◆ Data ◆

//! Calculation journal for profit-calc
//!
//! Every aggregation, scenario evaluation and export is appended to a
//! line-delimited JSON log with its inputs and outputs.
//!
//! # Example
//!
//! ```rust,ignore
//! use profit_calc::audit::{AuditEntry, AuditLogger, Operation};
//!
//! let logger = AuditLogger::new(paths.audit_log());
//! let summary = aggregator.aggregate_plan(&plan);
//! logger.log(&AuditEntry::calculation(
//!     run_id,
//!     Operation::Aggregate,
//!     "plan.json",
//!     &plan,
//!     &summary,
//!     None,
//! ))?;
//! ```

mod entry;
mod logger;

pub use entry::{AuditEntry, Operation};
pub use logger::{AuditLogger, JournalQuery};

◆ Directions ◆
If a line appears above, it belongs in your answer, printed exactly.

◆ Exercise output ◆
//! Calculation journal for profit-calc
//!
//! Every aggregation, scenario evaluation and export is appended to a
//! line-delimited JSON log with its inputs and outputs.
//!
//! # Example
//!
//! ```rust,ignore
//! use profit_calc::audit::{AuditEntry, AuditLogger, Operation};
//!
//! let logger = AuditLogger::new(paths.audit_log());
//! let summary = aggregator.aggregate_plan(&plan);
//! logger.log(&AuditEntry::calculation(
//!     run_id,
//!     Operation::Aggregate,
//!     "plan.json",
//!     &plan,
//!     &summary,
//!     None,
//! ))?;
//! ```

mod entry;
mod logger;

pub use entry::{AuditEntry, Operation};
pub use logger::{AuditLogger, JournalQuery};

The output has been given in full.